● Records for processing
▶
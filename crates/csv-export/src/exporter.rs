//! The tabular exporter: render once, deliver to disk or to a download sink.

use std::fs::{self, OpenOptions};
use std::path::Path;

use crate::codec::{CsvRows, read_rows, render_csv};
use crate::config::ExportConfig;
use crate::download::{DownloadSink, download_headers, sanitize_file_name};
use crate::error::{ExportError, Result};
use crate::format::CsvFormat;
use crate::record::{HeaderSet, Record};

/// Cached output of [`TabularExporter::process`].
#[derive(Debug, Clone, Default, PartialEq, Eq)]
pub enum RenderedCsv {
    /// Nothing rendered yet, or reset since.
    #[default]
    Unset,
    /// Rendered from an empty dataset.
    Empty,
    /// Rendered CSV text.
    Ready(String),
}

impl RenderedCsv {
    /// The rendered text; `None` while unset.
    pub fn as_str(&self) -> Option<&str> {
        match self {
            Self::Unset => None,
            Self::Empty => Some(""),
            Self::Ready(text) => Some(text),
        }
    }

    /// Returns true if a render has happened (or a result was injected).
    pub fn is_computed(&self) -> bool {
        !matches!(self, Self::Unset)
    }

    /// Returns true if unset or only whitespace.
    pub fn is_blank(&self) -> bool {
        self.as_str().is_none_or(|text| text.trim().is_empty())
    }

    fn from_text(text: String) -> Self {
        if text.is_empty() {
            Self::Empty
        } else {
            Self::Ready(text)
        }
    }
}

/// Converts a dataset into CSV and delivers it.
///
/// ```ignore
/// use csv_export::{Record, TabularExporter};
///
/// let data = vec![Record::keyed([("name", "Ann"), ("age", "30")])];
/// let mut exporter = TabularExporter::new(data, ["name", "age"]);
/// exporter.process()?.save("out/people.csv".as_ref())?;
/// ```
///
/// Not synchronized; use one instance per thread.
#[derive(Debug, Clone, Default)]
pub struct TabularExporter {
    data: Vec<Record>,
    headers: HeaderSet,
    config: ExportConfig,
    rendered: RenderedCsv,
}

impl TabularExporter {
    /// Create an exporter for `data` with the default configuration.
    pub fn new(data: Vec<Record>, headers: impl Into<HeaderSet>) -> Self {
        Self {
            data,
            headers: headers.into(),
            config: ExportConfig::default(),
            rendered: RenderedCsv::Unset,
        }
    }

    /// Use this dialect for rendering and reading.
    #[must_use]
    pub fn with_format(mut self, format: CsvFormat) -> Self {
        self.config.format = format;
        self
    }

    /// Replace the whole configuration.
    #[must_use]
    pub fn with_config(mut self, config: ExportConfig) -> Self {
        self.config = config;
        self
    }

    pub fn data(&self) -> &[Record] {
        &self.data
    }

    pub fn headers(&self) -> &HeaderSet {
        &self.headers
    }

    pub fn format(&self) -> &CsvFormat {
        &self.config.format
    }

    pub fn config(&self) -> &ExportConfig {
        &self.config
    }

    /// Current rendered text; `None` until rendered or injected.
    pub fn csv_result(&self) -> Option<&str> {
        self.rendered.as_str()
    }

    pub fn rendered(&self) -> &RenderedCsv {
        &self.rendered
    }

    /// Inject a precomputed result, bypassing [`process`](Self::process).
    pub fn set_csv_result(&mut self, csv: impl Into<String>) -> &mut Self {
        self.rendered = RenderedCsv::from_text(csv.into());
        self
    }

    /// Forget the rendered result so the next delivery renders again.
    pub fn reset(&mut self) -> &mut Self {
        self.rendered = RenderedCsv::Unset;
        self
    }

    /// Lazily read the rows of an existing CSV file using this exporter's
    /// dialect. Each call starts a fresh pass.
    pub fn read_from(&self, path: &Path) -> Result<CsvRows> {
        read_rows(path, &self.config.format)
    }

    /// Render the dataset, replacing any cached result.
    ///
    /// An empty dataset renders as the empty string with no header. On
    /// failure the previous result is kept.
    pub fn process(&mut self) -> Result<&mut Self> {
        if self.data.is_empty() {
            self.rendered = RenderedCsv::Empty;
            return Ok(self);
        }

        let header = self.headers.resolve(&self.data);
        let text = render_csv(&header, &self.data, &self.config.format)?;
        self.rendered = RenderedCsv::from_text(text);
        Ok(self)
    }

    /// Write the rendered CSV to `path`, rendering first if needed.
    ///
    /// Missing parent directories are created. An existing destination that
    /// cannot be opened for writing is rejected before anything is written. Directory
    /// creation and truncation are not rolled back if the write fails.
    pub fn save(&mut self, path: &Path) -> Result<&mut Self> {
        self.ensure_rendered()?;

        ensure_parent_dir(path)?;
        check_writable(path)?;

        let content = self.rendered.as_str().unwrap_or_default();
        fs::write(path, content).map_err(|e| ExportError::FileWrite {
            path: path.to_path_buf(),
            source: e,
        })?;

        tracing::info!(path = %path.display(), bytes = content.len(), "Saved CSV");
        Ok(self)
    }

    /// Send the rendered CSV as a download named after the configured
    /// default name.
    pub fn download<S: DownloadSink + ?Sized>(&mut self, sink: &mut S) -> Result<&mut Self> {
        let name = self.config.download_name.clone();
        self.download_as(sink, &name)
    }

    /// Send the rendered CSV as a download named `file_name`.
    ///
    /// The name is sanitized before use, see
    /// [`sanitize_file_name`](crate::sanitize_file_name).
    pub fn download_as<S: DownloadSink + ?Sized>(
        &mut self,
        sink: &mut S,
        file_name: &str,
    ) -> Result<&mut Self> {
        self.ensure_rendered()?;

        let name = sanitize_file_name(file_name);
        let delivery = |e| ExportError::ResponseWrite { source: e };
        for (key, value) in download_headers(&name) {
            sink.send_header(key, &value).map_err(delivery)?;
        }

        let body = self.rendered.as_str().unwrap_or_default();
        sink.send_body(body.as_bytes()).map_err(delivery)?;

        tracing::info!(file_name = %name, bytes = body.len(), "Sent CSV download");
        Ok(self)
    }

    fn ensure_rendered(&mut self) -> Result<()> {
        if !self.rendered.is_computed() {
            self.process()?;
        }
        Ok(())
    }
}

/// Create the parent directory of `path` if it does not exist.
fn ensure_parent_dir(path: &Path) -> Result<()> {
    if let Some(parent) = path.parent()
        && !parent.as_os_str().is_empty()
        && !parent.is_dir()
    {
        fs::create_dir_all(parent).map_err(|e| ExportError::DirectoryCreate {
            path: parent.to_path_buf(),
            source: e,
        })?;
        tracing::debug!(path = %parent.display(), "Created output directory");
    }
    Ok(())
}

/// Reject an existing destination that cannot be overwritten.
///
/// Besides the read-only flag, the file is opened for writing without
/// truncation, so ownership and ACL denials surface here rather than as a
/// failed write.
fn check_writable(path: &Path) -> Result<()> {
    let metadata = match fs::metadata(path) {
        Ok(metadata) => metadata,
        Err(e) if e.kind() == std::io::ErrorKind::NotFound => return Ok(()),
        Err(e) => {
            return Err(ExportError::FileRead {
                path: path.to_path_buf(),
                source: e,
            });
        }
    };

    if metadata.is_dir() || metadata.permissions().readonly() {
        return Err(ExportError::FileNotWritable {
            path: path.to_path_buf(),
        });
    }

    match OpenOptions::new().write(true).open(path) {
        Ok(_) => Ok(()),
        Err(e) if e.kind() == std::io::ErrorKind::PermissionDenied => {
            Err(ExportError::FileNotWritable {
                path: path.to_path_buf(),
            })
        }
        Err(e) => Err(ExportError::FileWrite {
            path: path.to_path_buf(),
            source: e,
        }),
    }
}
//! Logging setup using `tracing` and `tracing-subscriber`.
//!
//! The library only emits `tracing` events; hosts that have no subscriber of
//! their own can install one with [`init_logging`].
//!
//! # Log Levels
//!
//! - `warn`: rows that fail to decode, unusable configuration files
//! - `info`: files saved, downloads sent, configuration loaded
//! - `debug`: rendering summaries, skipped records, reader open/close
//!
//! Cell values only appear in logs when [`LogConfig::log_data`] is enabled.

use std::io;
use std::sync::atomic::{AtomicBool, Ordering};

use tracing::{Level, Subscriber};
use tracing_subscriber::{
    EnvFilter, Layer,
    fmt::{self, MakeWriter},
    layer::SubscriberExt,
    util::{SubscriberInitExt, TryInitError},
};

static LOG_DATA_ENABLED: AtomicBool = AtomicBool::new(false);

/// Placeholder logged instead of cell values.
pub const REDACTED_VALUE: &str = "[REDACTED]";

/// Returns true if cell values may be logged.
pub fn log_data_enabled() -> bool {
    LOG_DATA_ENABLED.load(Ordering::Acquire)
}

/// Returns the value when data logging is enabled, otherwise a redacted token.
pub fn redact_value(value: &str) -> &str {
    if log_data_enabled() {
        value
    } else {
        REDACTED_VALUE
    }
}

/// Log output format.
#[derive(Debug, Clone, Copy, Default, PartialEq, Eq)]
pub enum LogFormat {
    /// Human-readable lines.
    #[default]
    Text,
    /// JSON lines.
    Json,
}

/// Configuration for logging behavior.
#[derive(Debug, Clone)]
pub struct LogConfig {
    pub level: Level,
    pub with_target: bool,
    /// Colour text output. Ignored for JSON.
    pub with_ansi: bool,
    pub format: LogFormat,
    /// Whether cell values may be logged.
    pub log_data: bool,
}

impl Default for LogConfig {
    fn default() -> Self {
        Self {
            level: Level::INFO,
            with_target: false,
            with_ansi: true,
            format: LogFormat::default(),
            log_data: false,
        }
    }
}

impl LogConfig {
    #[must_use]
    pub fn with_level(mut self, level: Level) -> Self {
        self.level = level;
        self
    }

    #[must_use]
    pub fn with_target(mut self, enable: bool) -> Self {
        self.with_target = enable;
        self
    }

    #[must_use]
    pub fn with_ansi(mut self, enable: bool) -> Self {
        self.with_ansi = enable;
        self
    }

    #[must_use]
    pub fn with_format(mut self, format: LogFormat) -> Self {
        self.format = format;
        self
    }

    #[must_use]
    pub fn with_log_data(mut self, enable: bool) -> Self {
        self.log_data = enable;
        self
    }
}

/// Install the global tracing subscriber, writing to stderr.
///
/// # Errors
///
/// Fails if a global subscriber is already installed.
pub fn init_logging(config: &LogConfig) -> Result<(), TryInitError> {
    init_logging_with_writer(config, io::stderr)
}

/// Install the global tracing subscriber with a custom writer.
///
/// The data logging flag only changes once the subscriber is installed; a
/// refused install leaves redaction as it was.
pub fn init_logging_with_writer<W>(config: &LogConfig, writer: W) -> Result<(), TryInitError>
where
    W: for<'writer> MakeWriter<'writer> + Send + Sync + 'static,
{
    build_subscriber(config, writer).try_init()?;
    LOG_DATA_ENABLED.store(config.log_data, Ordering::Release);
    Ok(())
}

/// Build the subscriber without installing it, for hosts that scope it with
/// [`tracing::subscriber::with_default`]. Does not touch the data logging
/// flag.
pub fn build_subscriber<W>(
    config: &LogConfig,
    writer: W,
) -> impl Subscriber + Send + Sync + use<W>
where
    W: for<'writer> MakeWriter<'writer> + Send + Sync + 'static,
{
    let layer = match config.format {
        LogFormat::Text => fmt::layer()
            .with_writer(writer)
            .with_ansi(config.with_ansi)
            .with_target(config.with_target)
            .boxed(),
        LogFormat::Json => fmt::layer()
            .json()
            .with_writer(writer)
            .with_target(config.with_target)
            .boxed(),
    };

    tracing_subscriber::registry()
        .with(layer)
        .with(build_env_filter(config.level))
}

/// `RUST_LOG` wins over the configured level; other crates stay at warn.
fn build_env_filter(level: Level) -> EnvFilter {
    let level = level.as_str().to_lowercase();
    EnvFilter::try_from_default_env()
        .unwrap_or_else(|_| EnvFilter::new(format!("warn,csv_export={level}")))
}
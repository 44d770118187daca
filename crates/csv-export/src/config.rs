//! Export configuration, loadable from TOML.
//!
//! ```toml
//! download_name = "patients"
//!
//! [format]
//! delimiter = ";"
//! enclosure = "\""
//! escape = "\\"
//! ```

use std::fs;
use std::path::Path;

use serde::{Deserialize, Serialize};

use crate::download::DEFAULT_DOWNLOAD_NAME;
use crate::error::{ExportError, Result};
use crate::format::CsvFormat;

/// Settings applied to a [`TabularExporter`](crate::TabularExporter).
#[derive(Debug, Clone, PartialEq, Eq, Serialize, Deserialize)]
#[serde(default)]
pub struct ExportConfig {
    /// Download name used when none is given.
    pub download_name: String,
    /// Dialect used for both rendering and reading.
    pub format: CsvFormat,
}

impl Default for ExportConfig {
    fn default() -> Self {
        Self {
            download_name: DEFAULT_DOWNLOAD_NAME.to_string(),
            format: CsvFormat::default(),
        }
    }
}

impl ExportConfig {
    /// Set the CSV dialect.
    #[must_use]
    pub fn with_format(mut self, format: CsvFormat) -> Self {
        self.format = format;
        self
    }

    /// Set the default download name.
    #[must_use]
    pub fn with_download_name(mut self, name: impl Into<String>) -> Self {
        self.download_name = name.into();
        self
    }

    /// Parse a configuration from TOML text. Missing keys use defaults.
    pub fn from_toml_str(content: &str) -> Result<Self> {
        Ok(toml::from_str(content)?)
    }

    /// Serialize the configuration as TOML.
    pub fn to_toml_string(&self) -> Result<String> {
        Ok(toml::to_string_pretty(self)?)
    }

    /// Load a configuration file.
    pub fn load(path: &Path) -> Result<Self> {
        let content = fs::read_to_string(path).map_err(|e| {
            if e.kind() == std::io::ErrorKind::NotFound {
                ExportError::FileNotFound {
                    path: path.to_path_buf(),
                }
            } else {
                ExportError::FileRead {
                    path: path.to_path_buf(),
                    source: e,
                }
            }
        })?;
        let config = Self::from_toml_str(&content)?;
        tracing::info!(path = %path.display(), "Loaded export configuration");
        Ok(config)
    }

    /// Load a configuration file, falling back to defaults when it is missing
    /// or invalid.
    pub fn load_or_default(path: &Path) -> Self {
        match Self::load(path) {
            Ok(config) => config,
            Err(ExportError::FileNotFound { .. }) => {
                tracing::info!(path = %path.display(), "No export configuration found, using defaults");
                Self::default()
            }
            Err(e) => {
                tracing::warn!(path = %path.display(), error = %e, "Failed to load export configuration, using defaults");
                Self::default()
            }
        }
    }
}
◀
● Exercise directions
Read through the entries, then copy every line where the string "installed" is found.

● Reply
/// Fails if a global subscriber is already installed.
/// The data logging flag only changes once the subscriber is installed; a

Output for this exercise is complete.